- _INSTRUCTIONS TO FOLLOW_
Filter the entries, keeping every line with the word "does".

- _SOURCE RECORDS_

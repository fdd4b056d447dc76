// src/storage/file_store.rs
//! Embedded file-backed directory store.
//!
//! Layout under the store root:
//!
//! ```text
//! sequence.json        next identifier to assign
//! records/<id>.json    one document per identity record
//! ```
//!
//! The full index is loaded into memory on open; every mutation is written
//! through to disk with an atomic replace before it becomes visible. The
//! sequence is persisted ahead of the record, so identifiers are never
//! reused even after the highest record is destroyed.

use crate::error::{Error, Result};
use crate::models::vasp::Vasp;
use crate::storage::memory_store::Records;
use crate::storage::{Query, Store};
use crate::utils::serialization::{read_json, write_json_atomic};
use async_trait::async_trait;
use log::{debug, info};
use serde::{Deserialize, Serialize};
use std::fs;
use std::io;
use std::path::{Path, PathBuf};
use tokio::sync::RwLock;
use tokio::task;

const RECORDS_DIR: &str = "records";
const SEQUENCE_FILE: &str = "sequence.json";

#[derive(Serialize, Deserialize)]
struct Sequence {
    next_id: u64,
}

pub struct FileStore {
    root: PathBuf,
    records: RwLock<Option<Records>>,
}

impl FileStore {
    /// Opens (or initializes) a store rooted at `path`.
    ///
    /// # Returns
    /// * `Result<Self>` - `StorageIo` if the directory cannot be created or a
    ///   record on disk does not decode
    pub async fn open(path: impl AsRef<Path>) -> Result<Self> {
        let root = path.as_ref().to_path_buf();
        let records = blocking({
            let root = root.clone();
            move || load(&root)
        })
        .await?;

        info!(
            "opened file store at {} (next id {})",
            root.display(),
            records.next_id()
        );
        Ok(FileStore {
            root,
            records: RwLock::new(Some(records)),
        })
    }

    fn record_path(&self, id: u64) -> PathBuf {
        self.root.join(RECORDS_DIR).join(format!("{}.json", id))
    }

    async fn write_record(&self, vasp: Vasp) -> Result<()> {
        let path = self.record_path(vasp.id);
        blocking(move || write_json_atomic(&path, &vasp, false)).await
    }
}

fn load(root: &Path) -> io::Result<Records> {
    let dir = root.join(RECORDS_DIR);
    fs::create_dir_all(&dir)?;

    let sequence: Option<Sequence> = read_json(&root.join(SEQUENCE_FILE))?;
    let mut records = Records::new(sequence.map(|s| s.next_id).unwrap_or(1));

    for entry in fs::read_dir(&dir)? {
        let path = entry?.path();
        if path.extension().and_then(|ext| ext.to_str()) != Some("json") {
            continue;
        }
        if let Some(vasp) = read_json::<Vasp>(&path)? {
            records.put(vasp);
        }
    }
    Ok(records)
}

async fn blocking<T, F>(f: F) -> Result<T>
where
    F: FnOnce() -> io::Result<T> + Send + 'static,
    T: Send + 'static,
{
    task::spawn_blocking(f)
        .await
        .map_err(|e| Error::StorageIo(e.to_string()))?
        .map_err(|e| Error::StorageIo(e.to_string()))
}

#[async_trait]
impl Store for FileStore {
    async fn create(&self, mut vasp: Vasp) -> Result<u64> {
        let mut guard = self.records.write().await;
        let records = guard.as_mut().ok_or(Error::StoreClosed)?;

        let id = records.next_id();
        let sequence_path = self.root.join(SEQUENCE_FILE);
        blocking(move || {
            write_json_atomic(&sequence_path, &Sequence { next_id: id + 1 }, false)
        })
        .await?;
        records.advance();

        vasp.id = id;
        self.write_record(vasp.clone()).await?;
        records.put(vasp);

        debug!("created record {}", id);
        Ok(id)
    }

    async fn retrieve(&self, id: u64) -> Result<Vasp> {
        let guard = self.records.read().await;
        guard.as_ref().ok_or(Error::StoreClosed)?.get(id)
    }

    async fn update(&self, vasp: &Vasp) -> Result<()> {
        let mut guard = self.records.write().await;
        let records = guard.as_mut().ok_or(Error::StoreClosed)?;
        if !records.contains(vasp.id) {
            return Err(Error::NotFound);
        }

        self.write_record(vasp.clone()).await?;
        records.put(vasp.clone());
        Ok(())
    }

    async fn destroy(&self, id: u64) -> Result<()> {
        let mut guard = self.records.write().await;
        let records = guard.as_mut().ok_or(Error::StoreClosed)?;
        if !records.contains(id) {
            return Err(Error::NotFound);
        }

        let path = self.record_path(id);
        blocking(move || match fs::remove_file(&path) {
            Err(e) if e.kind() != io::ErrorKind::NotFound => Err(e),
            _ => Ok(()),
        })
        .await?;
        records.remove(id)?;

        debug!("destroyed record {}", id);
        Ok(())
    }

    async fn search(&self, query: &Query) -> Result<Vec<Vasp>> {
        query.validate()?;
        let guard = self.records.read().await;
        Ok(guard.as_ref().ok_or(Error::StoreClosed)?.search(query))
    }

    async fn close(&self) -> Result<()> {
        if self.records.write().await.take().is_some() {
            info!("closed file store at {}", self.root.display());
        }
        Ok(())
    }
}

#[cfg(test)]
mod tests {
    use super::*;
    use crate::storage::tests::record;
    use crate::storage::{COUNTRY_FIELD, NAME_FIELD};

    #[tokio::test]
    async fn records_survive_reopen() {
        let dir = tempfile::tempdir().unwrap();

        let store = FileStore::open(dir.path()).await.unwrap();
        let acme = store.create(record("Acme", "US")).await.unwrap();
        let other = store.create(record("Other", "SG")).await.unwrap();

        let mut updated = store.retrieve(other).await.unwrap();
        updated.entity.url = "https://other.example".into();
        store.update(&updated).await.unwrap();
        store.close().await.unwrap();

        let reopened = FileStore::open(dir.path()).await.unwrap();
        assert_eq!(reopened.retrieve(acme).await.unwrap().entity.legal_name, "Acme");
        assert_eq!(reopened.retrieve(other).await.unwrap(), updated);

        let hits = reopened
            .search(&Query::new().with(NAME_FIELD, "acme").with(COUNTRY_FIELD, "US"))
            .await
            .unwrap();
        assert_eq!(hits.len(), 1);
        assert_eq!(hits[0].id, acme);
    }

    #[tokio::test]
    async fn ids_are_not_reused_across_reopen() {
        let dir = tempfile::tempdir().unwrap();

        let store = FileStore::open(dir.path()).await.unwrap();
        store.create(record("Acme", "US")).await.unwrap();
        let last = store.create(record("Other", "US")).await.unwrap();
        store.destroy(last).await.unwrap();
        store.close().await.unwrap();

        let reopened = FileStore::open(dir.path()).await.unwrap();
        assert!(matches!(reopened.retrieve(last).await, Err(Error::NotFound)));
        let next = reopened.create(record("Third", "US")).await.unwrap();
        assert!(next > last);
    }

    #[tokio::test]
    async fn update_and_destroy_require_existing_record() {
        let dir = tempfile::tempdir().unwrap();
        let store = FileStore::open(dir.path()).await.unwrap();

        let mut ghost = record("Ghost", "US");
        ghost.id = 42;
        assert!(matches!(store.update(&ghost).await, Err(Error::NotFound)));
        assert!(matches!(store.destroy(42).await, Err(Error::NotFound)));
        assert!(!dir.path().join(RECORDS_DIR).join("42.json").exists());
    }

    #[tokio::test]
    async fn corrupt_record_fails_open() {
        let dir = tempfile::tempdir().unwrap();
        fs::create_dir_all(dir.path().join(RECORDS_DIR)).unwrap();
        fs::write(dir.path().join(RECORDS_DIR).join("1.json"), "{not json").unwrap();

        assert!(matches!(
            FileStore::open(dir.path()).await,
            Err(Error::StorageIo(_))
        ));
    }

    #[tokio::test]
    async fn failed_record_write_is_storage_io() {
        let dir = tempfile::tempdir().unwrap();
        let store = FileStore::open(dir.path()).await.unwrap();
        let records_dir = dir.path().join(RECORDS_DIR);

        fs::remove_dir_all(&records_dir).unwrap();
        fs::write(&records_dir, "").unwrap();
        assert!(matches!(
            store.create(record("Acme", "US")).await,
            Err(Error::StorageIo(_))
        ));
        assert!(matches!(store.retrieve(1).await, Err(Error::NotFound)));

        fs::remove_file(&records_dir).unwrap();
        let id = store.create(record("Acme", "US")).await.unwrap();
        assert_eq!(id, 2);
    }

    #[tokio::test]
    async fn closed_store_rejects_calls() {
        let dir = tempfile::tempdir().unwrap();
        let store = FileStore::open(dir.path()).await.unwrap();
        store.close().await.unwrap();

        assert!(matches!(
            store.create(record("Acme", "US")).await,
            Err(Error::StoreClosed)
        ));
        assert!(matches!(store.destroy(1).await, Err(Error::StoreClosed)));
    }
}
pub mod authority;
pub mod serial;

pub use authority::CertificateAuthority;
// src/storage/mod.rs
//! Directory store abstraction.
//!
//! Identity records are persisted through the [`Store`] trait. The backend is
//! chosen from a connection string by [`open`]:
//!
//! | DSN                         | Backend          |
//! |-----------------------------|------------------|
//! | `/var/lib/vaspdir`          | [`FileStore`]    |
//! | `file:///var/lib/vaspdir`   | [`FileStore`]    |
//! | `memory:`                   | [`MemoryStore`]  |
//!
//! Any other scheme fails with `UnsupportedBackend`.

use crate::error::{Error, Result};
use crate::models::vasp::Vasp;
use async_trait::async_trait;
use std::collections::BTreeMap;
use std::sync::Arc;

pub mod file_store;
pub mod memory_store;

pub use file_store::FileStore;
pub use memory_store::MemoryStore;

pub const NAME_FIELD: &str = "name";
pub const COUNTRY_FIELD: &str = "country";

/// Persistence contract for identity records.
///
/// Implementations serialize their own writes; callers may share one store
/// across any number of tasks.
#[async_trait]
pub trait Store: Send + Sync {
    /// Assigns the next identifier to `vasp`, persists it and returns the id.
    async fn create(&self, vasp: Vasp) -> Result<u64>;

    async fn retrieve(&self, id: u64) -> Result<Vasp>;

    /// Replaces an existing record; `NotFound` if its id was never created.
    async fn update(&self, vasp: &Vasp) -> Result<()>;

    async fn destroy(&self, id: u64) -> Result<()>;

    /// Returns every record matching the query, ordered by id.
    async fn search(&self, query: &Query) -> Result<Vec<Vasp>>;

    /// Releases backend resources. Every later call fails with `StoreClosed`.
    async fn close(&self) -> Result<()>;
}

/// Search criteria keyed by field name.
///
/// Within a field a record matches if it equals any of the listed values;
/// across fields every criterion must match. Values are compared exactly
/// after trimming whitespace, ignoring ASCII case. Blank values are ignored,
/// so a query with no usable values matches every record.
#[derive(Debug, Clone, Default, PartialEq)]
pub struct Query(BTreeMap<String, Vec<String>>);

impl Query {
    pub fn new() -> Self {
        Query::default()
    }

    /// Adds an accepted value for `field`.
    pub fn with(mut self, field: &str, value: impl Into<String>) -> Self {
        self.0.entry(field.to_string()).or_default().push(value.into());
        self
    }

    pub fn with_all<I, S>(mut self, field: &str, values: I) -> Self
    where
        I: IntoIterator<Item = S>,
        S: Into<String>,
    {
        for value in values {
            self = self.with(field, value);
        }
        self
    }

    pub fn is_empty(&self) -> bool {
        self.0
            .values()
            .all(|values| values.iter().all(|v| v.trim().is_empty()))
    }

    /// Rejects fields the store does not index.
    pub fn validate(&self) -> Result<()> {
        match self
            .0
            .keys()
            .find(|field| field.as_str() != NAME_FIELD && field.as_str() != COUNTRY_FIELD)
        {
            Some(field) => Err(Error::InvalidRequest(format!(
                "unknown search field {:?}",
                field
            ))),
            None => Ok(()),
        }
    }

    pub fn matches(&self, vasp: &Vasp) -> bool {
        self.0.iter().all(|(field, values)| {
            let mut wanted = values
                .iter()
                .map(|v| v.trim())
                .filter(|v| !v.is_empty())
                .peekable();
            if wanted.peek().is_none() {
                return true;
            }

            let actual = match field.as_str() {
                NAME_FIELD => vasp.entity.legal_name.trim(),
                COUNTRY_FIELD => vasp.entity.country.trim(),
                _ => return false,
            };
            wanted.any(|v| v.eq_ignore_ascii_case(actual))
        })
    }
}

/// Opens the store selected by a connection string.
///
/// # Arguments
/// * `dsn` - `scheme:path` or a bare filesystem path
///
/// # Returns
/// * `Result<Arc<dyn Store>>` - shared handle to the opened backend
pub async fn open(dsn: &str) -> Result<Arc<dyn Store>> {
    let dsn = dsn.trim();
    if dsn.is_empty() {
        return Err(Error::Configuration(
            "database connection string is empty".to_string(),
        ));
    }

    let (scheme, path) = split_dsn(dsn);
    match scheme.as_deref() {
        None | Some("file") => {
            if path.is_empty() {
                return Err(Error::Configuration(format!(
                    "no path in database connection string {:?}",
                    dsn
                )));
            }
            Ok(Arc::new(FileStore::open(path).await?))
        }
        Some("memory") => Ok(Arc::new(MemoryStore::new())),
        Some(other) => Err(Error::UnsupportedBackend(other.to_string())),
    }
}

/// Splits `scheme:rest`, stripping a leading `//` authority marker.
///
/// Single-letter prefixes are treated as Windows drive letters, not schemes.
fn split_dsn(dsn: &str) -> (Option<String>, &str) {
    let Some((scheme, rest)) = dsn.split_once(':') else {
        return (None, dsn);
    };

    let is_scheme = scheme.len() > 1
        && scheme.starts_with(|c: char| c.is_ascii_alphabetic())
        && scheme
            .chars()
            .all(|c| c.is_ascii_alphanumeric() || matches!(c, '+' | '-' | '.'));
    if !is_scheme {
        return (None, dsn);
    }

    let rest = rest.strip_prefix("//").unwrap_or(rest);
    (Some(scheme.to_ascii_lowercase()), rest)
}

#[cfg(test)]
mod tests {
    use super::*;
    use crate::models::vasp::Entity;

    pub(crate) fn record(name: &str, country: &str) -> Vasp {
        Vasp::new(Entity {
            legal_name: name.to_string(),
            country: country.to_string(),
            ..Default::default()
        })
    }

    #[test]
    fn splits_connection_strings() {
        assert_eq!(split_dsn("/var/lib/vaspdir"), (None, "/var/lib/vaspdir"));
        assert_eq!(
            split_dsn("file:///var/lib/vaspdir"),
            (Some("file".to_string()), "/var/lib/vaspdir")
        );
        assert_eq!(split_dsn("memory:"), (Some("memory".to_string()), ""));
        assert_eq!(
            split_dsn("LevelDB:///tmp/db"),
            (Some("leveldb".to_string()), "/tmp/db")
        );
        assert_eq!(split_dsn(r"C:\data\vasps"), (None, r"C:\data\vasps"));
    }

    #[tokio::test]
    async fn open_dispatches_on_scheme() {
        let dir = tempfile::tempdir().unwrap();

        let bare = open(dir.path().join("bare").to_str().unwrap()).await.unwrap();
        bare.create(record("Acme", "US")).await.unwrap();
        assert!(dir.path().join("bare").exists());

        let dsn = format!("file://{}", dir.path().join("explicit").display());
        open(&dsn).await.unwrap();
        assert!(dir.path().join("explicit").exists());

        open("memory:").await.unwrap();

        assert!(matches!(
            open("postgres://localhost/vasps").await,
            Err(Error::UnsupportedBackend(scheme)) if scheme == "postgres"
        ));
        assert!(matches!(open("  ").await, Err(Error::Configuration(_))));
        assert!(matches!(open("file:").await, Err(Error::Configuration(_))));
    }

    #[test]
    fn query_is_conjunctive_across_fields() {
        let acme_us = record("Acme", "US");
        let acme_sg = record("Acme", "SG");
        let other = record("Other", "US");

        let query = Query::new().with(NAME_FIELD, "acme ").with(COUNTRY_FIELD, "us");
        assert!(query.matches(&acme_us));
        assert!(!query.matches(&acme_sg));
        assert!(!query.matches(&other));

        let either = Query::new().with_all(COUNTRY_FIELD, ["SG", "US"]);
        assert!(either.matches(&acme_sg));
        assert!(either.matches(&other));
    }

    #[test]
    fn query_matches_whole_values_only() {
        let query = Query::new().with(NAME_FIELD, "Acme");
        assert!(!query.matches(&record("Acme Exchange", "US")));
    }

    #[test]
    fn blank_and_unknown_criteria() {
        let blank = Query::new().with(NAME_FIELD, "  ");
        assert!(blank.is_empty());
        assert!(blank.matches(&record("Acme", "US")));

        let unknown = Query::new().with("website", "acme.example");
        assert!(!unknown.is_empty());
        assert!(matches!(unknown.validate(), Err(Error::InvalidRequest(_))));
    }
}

- _EXERCISE SOLUTION_
    ///   record on disk does not decode
    /// Rejects fields the store does not index.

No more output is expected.